### RECORDS FOR THE EXERCISE
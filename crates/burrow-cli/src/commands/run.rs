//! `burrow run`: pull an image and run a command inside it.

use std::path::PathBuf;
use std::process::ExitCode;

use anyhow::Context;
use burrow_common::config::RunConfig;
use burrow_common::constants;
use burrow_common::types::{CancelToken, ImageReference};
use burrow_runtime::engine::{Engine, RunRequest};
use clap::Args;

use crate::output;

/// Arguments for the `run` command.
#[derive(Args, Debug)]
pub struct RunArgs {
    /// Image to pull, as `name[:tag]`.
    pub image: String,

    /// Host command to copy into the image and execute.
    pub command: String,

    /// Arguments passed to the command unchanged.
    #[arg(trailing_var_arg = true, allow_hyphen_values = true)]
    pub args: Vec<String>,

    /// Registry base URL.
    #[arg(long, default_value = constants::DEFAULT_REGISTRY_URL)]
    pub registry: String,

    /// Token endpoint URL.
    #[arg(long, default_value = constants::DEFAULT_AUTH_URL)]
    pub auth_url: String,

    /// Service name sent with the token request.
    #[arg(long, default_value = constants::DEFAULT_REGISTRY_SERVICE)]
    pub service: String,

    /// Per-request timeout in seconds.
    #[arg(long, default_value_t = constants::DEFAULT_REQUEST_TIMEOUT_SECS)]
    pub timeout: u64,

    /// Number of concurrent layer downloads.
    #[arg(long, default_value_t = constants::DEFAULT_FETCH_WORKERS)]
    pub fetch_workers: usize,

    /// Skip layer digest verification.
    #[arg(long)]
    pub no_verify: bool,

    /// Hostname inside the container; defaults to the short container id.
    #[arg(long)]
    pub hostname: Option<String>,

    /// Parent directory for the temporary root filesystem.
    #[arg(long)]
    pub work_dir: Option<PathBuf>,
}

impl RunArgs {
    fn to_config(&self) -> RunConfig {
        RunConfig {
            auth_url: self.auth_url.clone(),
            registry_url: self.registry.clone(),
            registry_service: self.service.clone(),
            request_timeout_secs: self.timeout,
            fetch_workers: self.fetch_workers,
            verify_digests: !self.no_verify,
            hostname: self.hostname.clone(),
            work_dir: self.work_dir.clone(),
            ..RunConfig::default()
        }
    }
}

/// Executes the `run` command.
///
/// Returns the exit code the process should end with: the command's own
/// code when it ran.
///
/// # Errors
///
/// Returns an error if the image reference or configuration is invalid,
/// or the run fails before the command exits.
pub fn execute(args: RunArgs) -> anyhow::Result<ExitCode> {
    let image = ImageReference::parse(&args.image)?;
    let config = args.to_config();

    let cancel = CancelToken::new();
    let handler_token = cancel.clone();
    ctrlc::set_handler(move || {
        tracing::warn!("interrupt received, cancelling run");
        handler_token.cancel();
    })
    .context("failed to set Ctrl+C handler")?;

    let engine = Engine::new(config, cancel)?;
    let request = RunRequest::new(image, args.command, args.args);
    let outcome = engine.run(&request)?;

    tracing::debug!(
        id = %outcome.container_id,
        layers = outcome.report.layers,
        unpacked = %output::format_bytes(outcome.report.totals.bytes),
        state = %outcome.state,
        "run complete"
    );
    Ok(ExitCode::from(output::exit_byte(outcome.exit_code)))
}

### ACTIVITY
Scan the material above for the word "CancelToken", and copy each line where it appears.

### PROBLEM SOLUTION
use burrow_common::types::{CancelToken, ImageReference};
    let cancel = CancelToken::new();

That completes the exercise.